== INFORMATION SUPPLIED

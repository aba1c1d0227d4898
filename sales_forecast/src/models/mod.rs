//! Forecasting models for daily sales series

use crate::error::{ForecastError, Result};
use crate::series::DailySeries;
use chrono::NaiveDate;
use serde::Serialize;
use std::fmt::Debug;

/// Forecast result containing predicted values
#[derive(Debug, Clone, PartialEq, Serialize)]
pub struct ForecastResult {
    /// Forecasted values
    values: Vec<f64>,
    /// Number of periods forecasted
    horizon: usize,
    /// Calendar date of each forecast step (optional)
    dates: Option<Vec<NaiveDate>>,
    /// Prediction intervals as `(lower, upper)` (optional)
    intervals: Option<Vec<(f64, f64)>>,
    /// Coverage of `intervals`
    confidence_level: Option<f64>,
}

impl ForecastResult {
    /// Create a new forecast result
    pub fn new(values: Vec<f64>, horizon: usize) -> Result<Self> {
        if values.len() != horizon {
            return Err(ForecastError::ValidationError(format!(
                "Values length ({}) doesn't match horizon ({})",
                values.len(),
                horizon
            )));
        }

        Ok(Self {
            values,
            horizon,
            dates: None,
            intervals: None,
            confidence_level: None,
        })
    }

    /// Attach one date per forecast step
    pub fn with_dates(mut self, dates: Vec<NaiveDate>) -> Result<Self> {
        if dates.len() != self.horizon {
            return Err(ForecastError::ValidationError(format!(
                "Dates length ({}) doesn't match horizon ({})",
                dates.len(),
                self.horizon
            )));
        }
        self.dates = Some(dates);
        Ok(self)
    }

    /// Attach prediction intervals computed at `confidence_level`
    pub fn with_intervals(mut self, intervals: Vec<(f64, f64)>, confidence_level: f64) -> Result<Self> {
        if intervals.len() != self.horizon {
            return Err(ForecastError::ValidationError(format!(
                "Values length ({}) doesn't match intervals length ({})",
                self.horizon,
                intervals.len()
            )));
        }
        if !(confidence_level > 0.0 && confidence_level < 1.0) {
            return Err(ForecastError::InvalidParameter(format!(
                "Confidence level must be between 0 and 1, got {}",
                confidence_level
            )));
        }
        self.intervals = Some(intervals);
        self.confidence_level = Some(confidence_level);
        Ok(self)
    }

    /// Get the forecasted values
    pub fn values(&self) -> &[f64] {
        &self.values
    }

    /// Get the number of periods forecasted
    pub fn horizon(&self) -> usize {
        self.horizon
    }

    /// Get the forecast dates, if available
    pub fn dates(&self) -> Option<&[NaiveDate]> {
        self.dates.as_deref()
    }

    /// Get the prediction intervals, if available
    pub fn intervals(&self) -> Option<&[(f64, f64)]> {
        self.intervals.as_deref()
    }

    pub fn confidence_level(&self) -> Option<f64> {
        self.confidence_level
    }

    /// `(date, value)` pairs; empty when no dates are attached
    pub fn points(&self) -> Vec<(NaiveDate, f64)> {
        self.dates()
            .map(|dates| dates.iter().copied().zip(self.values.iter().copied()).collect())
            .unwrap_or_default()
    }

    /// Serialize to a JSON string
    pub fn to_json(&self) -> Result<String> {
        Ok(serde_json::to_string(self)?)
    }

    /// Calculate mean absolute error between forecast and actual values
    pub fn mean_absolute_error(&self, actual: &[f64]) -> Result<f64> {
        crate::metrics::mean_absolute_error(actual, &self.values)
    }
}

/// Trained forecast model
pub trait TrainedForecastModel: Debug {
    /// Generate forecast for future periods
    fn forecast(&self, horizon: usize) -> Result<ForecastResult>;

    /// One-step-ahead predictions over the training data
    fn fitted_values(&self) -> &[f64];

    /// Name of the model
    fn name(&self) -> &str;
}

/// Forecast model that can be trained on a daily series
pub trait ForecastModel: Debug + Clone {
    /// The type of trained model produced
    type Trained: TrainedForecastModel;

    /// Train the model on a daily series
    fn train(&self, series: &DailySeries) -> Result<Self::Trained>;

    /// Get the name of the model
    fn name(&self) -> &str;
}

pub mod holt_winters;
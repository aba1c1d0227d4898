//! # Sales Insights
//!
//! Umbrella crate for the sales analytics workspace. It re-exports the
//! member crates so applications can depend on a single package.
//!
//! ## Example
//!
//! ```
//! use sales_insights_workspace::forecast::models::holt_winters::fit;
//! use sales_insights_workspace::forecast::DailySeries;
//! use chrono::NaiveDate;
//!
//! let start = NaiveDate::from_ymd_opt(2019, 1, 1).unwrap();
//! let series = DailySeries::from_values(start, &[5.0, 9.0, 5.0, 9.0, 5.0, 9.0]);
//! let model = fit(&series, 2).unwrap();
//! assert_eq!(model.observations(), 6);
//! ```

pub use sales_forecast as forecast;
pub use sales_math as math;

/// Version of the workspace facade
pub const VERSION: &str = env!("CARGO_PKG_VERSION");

====

| PROBLEM TO WORK ON |
Filter the data down to the lines that contain the string "length", and copy them.

| EXERCISE RESPONSE |
                "Values length ({}) doesn't match horizon ({})",
                "Dates length ({}) doesn't match horizon ({})",
                "Values length ({}) doesn't match intervals length ({})",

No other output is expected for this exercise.